*** DATASET RECORDS Section Begins ***

impl BandedPairWiseSW {
    pub fn new(params: ScoringParameters) -> Self {
        Self::with_config(params, EngineConfig::default())
    }

    pub fn with_config(params: ScoringParameters, config: EngineConfig) -> Self {
        let mut engine = config.engine.unwrap_or_else(detect_optimal_simd_engine);
        if !engine_supported(engine) {
            log::warn!(
                "{} is not supported on this CPU; using 128-bit lanes",
                simd_engine_description(engine)
            );
            engine = SimdEngineType::Engine128;
        }
        let scalar_only = config.scalar_only || env_flag(FORCE_SCALAR_ENV);
        if scalar_only {
            log::info!("Banded SW: scalar aligner only");
        } else {
            log::info!("Banded SW engine: {}", simd_engine_description(engine));
        }
        BandedPairWiseSW {
            params,
            engine,
            sort_pairs: config.sort_pairs,
            scalar_only,
        }
    }

    pub fn params(&self) -> &ScoringParameters {
        &self.params
    }

    pub fn engine(&self) -> SimdEngineType {
        self.engine
    }

    pub fn is_scalar_only(&self) -> bool {
        self.scalar_only
    }

    /// Scores one pair with the scalar aligner.
    pub fn scalar_banded_swa(&self, qlen: i32, query: &[u8], tlen: i32, target: &[u8], w: i32, h0: i32) -> OutScore {
        scalar_banded_swa(&self.params, qlen, query, tlen, target, w, h0)
    }

    /// Scores every pair in place, each at the narrowest precision it fits.
    ///
    /// `num_threads`: 1 runs on the calling thread, 0 uses the current rayon
    /// pool, anything else a pool of that size. Inputs are validated before
    /// any pair is scored, so an `Err` leaves every output field untouched.
    pub fn get_scores(
        &self,
        pairs: &mut [SeqPair],
        ref_buf: &[u8],
        query_buf: &[u8],
        num_threads: usize,
        w: i32,
    ) -> Result<BswStats> {
        self.run(pairs, ref_buf, query_buf, num_threads, w, Routing::Auto)
    }

    /// Scores every pair in 8-bit lanes; a pair that does not fit is an error.
    pub fn get_scores8(
        &self,
        pairs: &mut [SeqPair],
        ref_buf: &[u8],
        query_buf: &[u8],
        num_threads: usize,
        w: i32,
    ) -> Result<BswStats> {
        self.run(pairs, ref_buf, query_buf, num_threads, w, Routing::Forced(Precision::Narrow))
    }

    /// Scores every pair in 16-bit lanes; a pair that does not fit is an error.
    pub fn get_scores16(
        &self,
        pairs: &mut [SeqPair],
        ref_buf: &[u8],
        query_buf: &[u8],
        num_threads: usize,
        w: i32,
    ) -> Result<BswStats> {
        self.run(pairs, ref_buf, query_buf, num_threads, w, Routing::Forced(Precision::Wide))
    }

    /// Scores every pair with the scalar aligner, in parallel by pair.
    pub fn scalar_banded_swa_wrapper(
        &self,
        pairs: &mut [SeqPair],
        ref_buf: &[u8],
        query_buf: &[u8],
        num_threads: usize,
        w: i32,
    ) -> Result<BswStats> {
        self.run(pairs, ref_buf, query_buf, num_threads, w, Routing::Forced(Precision::Scalar))
    }

    fn run(
        &self,
        pairs: &mut [SeqPair],
        ref_buf: &[u8],
        query_buf: &[u8],
        num_threads: usize,
        w: i32,
        routing: Routing,
    ) -> Result<BswStats> {
        let setup = Instant::now();
        if w < 0 {
            return Err(BswError::NegativeBandWidth(w));
        }

        let mut classes: [Vec<usize>; 3] = Default::default();
        for (index, p) in pairs.iter().enumerate() {
            pair_slice(ref_buf, p.ref_offset, p.ref_len, index, "reference")?;
            pair_slice(query_buf, p.query_offset, p.query_len, index, "query")?;
            let precision = self.classify(index, p, routing)?;
            classes[precision as usize].push(index);
        }
        let [narrow, wide, scalar] = classes;

        if matches!(routing, Routing::Auto) && !self.scalar_only && !scalar.is_empty() {
            log::warn!(
                "{} of {} pairs exceed the 16-bit lane range; scoring them with the scalar aligner",
                scalar.len(),
                pairs.len()
            );
        }

        let mut stats = BswStats {
            narrow_pairs: narrow.len(),
            wide_pairs: wide.len(),
            scalar_pairs: scalar.len(),
            ..BswStats::default()
        };
        let parallel = num_threads != 1;
        let pool = thread_pool(num_threads)?;
        stats.setup += setup.elapsed();

        let classes = (narrow.as_slice(), wide.as_slice(), scalar.as_slice());
        match pool {
            Some(pool) => pool.install(|| self.run_classes(pairs, classes, ref_buf, query_buf, w, parallel, &mut stats))?,
            None => self.run_classes(pairs, classes, ref_buf, query_buf, w, parallel, &mut stats)?,
        }

        log::debug!(
            "Banded SW: {} pairs ({} i8, {} i16, {} scalar); setup {:?}, sort {:?}, sw {:?}, restore {:?}; {} cells",
            stats.total_pairs(),
            stats.narrow_pairs,
            stats.wide_pairs,
            stats.scalar_pairs,
            stats.setup,
            stats.sort,
            stats.kernel,
            stats.restore,
            stats.cells
        );
        Ok(stats)
    }

    fn classify(&self, index: usize, p: &SeqPair, routing: Routing) -> Result<Precision> {
        let precision = match routing {
            Routing::Auto => select_precision(&self.params, p.query_len, p.ref_len, p.h0),
            Routing::Forced(precision) => {
                let ok = match precision {
                    Precision::Narrow => fits::<i8>(&self.params, p.query_len, p.ref_len, p.h0),
                    Precision::Wide => fits::<i16>(&self.params, p.query_len, p.ref_len, p.h0),
                    Precision::Scalar => true,
                };
                if !ok {
                    return Err(BswError::PrecisionOverflow {
                        index,
                        qlen: p.query_len,
                        tlen: p.ref_len,
                        h0: p.h0,
                        precision,
                    });
                }
                precision
            }
        };
        Ok(if self.scalar_only { Precision::Scalar } else { precision })
    }

    #[allow(clippy::too_many_arguments)]
    fn run_classes(
        &self,
        pairs: &mut [SeqPair],
        (narrow, wide, scalar): (&[usize], &[usize], &[usize]),
        ref_buf: &[u8],
        query_buf: &[u8],
        w: i32,
        parallel: bool,
        stats: &mut BswStats,
    ) -> Result<()> {
        self.run_lanes::<i8>(pairs, narrow, ref_buf, query_buf, w, parallel, stats)?;
        self.run_lanes::<i16>(pairs, wide, ref_buf, query_buf, w, parallel, stats)?;
        self.run_scalar(pairs, scalar, ref_buf, query_buf, w, parallel, stats)
    }

    /// Pads, sorts, scores and restores one precision class.
    #[allow(clippy::too_many_arguments)]
    fn run_lanes<T: LaneKernel>(
        &self,
        pairs: &mut [SeqPair],
        members: &[usize],
        ref_buf: &[u8],
        query_buf: &[u8],
        w: i32,
        parallel: bool,
        stats: &mut BswStats,
    ) -> Result<()> {
        if members.is_empty() {
            return Ok(());
        }
        let lanes = T::lanes(self.engine);
        let kernel = T::kernel(self.engine);

        let setup = Instant::now();
        let mut work: Vec<SeqPair> = members
            .iter()
            .enumerate()
            .map(|(pos, &idx)| pairs[idx].with_id(pos))
            .collect();
        pad_pairs(&mut work, lanes);
        stats.setup += setup.elapsed();

        if self.sort_pairs {
            let sort = Instant::now();
            for_each_block(&mut work, parallel, |_, block| {
                with_workspace(|ws| sort_pairs_len(block, &mut ws.sort_tmp, &mut ws.sort_hist))
            });
            stats.sort += sort.elapsed();
        }

        let sw = Instant::now();
        stats.cells += score_batches(&mut work, lanes, kernel, ref_buf, query_buf, &self.params, w, parallel);
        stats.kernel += sw.elapsed();

        let restore = Instant::now();
        if self.sort_pairs {
            for_each_block(&mut work, parallel, |first, block| {
                with_workspace(|ws| sort_pairs_id(block, first, &mut ws.sort_tmp))
            });
        }
        scatter_outputs(&work, members, pairs);
        stats.restore += restore.elapsed();
        Ok(())
    }

    #[allow(clippy::too_many_arguments)]
    fn run_scalar(
        &self,
        pairs: &mut [SeqPair],
        members: &[usize],
        ref_buf: &[u8],
        query_buf: &[u8],
        w: i32,
        parallel: bool,
        stats: &mut BswStats,
    ) -> Result<()> {
        if members.is_empty() {
            return Ok(());
        }
        let sw = Instant::now();
        let view: &[SeqPair] = pairs;
        let score_one = |&idx: &usize| -> Result<(OutScore, u64)> {
            let p = &view[idx];
            let target = pair_slice(ref_buf, p.ref_offset, p.ref_len, idx, "reference")?;
            let query = pair_slice(query_buf, p.query_offset, p.query_len, idx, "query")?;
            let (out, trace) =
                scalar_banded_swa_traced(&self.params, p.query_len, query, p.ref_len, target, w, p.h0);
            Ok((out, trace.cells))
        };
        let results: Vec<(OutScore, u64)> = if parallel {
            members.par_iter().map(score_one).collect::<Result<_>>()?
        } else {
            members.iter().map(score_one).collect::<Result<_>>()?
        };
        stats.kernel += sw.elapsed();

        let restore = Instant::now();
        for (&idx, (out, cells)) in members.iter().zip(results) {
            pairs[idx].set_outputs(&out);
            stats.cells += cells;
        }
        stats.restore += restore.elapsed();
        Ok(())
    }
}
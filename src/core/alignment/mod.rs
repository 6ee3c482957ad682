//! Alignment scoring kernels and the buffers they run on.

pub mod banded_swa;
pub mod shared_types; // Lane-major grids shared by the loader and kernels
pub mod workspace; // Thread-local buffer pools for allocation reuse
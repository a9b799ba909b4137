//! File watcher pipeline.
//!
//! Raw notify events are normalized to [`FileChangeEvent`]s, filtered
//! through the ignore pattern store, fanned out on a broadcast channel for
//! observers, and coalesced per path in the debounce buffer. Flushed
//! batches reach the indexer over an mpsc channel, already sorted for
//! processing (DELETE, RENAME, CREATE, MODIFY; parents before children).

pub mod debounce;

pub use debounce::{AddOutcome, DebounceBuffer, DebounceConfig, MAX_BUFFER_SIZE};

use std::path::{Path, PathBuf};
use std::sync::atomic::{AtomicU64, Ordering};
use std::sync::Arc;
use std::time::{Duration, Instant};

use notify::{EventKind, RecursiveMode, Watcher};
use tokio::sync::{broadcast, mpsc};
use tokio_util::sync::CancellationToken;

use crate::domain::error::{Error, Result};
use crate::domain::types::{FileChangeEvent, FileChangeType, WatcherStats};
use crate::infrastructure::patterns::PatternStore;

/// Watcher settings.
#[derive(Debug, Clone)]
pub struct WatcherConfig {
    /// Debounce buffer settings
    pub debounce: DebounceConfig,
    /// Capacity of the per-event broadcast channel
    pub broadcast_capacity: usize,
    /// Capacity of the batch channel to the indexer
    pub batch_capacity: usize,
    /// Poll interval for the age-based flush timer
    pub tick: Duration,
}

impl Default for WatcherConfig {
    fn default() -> Self {
        Self {
            debounce: DebounceConfig::default(),
            broadcast_capacity: 1024,
            batch_capacity: 16,
            tick: Duration::from_millis(100),
        }
    }
}

#[derive(Default)]
struct WatchCounters {
    received: AtomicU64,
    processed: AtomicU64,
    batches: AtomicU64,
}

/// A running watcher over a project root.
pub struct FileWatcher {
    change_tx: broadcast::Sender<FileChangeEvent>,
    batch_rx: Option<mpsc::Receiver<Vec<FileChangeEvent>>>,
    counters: Arc<WatchCounters>,
    started: Instant,
    pending: Arc<std::sync::Mutex<usize>>,
    cancel: CancellationToken,
    _watcher: notify::RecommendedWatcher,
}

impl FileWatcher {
    /// Start watching `root` recursively.
    pub fn start(
        root: &Path,
        patterns: Arc<PatternStore>,
        config: WatcherConfig,
    ) -> Result<Self> {
        let canonical_root = root
            .canonicalize()
            .map_err(|e| Error::transient_io(format!("canonicalize {}: {e}", root.display())))?;

        let (raw_tx, raw_rx) = mpsc::unbounded_channel::<notify::Event>();
        let mut watcher = notify::recommended_watcher(move |event: notify::Result<notify::Event>| {
            match event {
                Ok(event) => {
                    let _ = raw_tx.send(event);
                }
                Err(e) => tracing::warn!(error = %e, "watch backend error"),
            }
        })
        .map_err(|e| Error::transient_io(format!("start watcher: {e}")))?;
        watcher
            .watch(&canonical_root, RecursiveMode::Recursive)
            .map_err(|e| Error::transient_io(format!("watch {}: {e}", canonical_root.display())))?;

        let (change_tx, _) = broadcast::channel(config.broadcast_capacity);
        let (batch_tx, batch_rx) = mpsc::channel(config.batch_capacity);
        let counters = Arc::new(WatchCounters::default());
        let pending = Arc::new(std::sync::Mutex::new(0usize));
        let cancel = CancellationToken::new();

        tokio::spawn(pump(
            canonical_root,
            patterns,
            config,
            raw_rx,
            change_tx.clone(),
            batch_tx,
            counters.clone(),
            pending.clone(),
            cancel.clone(),
        ));

        Ok(Self {
            change_tx,
            batch_rx: Some(batch_rx),
            counters,
            started: Instant::now(),
            pending,
            cancel,
            _watcher: watcher,
        })
    }

    /// Subscribe to individual normalized change events.
    pub fn subscribe_changes(&self) -> broadcast::Receiver<FileChangeEvent> {
        self.change_tx.subscribe()
    }

    /// Take the coalesced batch stream; the first caller owns it.
    pub fn take_batches(&mut self) -> Option<mpsc::Receiver<Vec<FileChangeEvent>>> {
        self.batch_rx.take()
    }

    /// Current counters.
    pub fn stats(&self) -> WatcherStats {
        let received = self.counters.received.load(Ordering::Relaxed);
        let processed = self.counters.processed.load(Ordering::Relaxed);
        let batches = self.counters.batches.load(Ordering::Relaxed);
        WatcherStats {
            uptime_ms: self.started.elapsed().as_millis() as u64,
            events_received: received,
            events_processed: processed,
            batches_emitted: batches,
            average_batch_size: if batches == 0 {
                0.0
            } else {
                processed as f64 / batches as f64
            },
            compression_ratio: if received == 0 {
                0.0
            } else {
                1.0 - (processed as f64 / received as f64)
            },
            pending: *self.pending.lock().unwrap_or_else(|e| e.into_inner()),
        }
    }

    /// Stop the pipeline.
    pub fn shutdown(&self) {
        self.cancel.cancel();
    }
}

impl Drop for FileWatcher {
    fn drop(&mut self) {
        self.cancel.cancel();
    }
}

#[allow(clippy::too_many_arguments)]
async fn pump(
    root: PathBuf,
    patterns: Arc<PatternStore>,
    config: WatcherConfig,
    mut raw_rx: mpsc::UnboundedReceiver<notify::Event>,
    change_tx: broadcast::Sender<FileChangeEvent>,
    batch_tx: mpsc::Sender<Vec<FileChangeEvent>>,
    counters: Arc<WatchCounters>,
    pending: Arc<std::sync::Mutex<usize>>,
    cancel: CancellationToken,
) {
    let mut buffer = DebounceBuffer::new(config.debounce.clone());
    let mut tick = tokio::time::interval(config.tick);
    tick.set_missed_tick_behavior(tokio::time::MissedTickBehavior::Skip);

    loop {
        let mut flush_now = false;

        tokio::select! {
            _ = cancel.cancelled() => break,
            _ = tick.tick() => {
                flush_now = buffer.is_flush_due(Instant::now());
            }
            raw = raw_rx.recv() => {
                let Some(raw) = raw else { break };
                for event in normalize(&root, raw) {
                    counters.received.fetch_add(1, Ordering::Relaxed);
                    let rel = event.relative_path.to_string_lossy().replace('\\', "/");
                    if patterns.is_ignored(&rel) {
                        continue;
                    }
                    let _ = change_tx.send(event.clone());
                    if buffer.add(event) == AddOutcome::FlushDue {
                        flush_now = true;
                    }
                }
            }
        }

        if flush_now && !buffer.is_empty() {
            let batch = buffer.flush();
            counters
                .processed
                .fetch_add(batch.len() as u64, Ordering::Relaxed);
            counters.batches.fetch_add(1, Ordering::Relaxed);
            if batch_tx.send(batch).await.is_err() {
                break;
            }
        }

        if let Ok(mut guard) = pending.lock() {
            *guard = buffer.len();
        }
    }

    tracing::debug!("watch pump stopped");
}

/// Map one raw notify event to normalized per-path change events.
fn normalize(root: &Path, raw: notify::Event) -> Vec<FileChangeEvent> {
    let change = match raw.kind {
        EventKind::Create(_) => FileChangeType::Create,
        EventKind::Remove(_) => FileChangeType::Delete,
        EventKind::Modify(notify::event::ModifyKind::Name(_)) => FileChangeType::Rename,
        EventKind::Modify(_) => FileChangeType::Modify,
        EventKind::Access(_) => return Vec::new(),
        _ => FileChangeType::Modify,
    };

    raw.paths
        .into_iter()
        .filter_map(|path| {
            let canonical = path.canonicalize().unwrap_or_else(|_| path.clone());
            let relative = canonical
                .strip_prefix(root)
                .unwrap_or(canonical.as_path())
                .to_path_buf();
            if relative.as_os_str().is_empty() {
                return None;
            }
            let metadata = std::fs::symlink_metadata(&canonical).ok();
            Some(FileChangeEvent {
                relative_path: relative,
                change,
                size: metadata.as_ref().map(|m| m.len()),
                is_directory: metadata.as_ref().map(|m| m.is_dir()).unwrap_or(false),
                is_symlink: metadata.as_ref().map(|m| m.is_symlink()).unwrap_or(false),
                timestamp: chrono::Utc::now(),
                canonical_path: canonical,
            })
        })
        .collect()
}

#[cfg(test)]
mod tests {
    use super::*;

    #[tokio::test]
    async fn watcher_reports_create_through_batches() {
        let dir = tempfile::tempdir().unwrap();
        let patterns = Arc::new(PatternStore::new());
        let config = WatcherConfig {
            debounce: DebounceConfig {
                max_age: Duration::from_millis(50),
                min_batch_size: 100,
            },
            tick: Duration::from_millis(10),
            ..WatcherConfig::default()
        };

        let mut watcher = FileWatcher::start(dir.path(), patterns, config).unwrap();
        let mut batches = watcher.take_batches().unwrap();

        tokio::time::sleep(Duration::from_millis(50)).await;
        std::fs::write(dir.path().join("new.ts"), "export const x = 1;").unwrap();

        let batch = tokio::time::timeout(Duration::from_secs(5), batches.recv())
            .await
            .expect("batch within deadline")
            .expect("channel open");
        assert!(batch
            .iter()
            .any(|e| e.relative_path == Path::new("new.ts")));

        let stats = watcher.stats();
        assert!(stats.events_received >= 1);
        assert_eq!(stats.batches_emitted, 1);
        watcher.shutdown();
    }

    #[tokio::test]
    async fn ignored_paths_never_reach_the_buffer() {
        let dir = tempfile::tempdir().unwrap();
        std::fs::create_dir_all(dir.path().join("node_modules")).unwrap();
        let patterns = Arc::new(PatternStore::new());
        let config = WatcherConfig {
            debounce: DebounceConfig {
                max_age: Duration::from_millis(30),
                min_batch_size: 100,
            },
            tick: Duration::from_millis(10),
            ..WatcherConfig::default()
        };

        let mut watcher = FileWatcher::start(dir.path(), patterns, config).unwrap();
        let mut batches = watcher.take_batches().unwrap();

        tokio::time::sleep(Duration::from_millis(50)).await;
        std::fs::write(dir.path().join("node_modules/dep.js"), "x").unwrap();
        std::fs::write(dir.path().join("kept.ts"), "export {};").unwrap();

        let batch = tokio::time::timeout(Duration::from_secs(5), batches.recv())
            .await
            .expect("batch within deadline")
            .expect("channel open");
        assert!(batch.iter().all(|e| {
            !e.relative_path.starts_with("node_modules")
        }));
        assert!(batch.iter().any(|e| e.relative_path == Path::new("kept.ts")));
        watcher.shutdown();
    }
}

*** DATASET RECORDS Section Ends ***

• [EXERCISE PROMPT]:
Within the entries, find all lines that contain "return" and copy each one.

• [EXERCISE ANSWER]:
            return Err(BswError::NegativeBandWidth(w));
                    return Err(BswError::PrecisionOverflow {
            return Ok(());
            return Ok(());
        EventKind::Access(_) => return Vec::new(),
                return None;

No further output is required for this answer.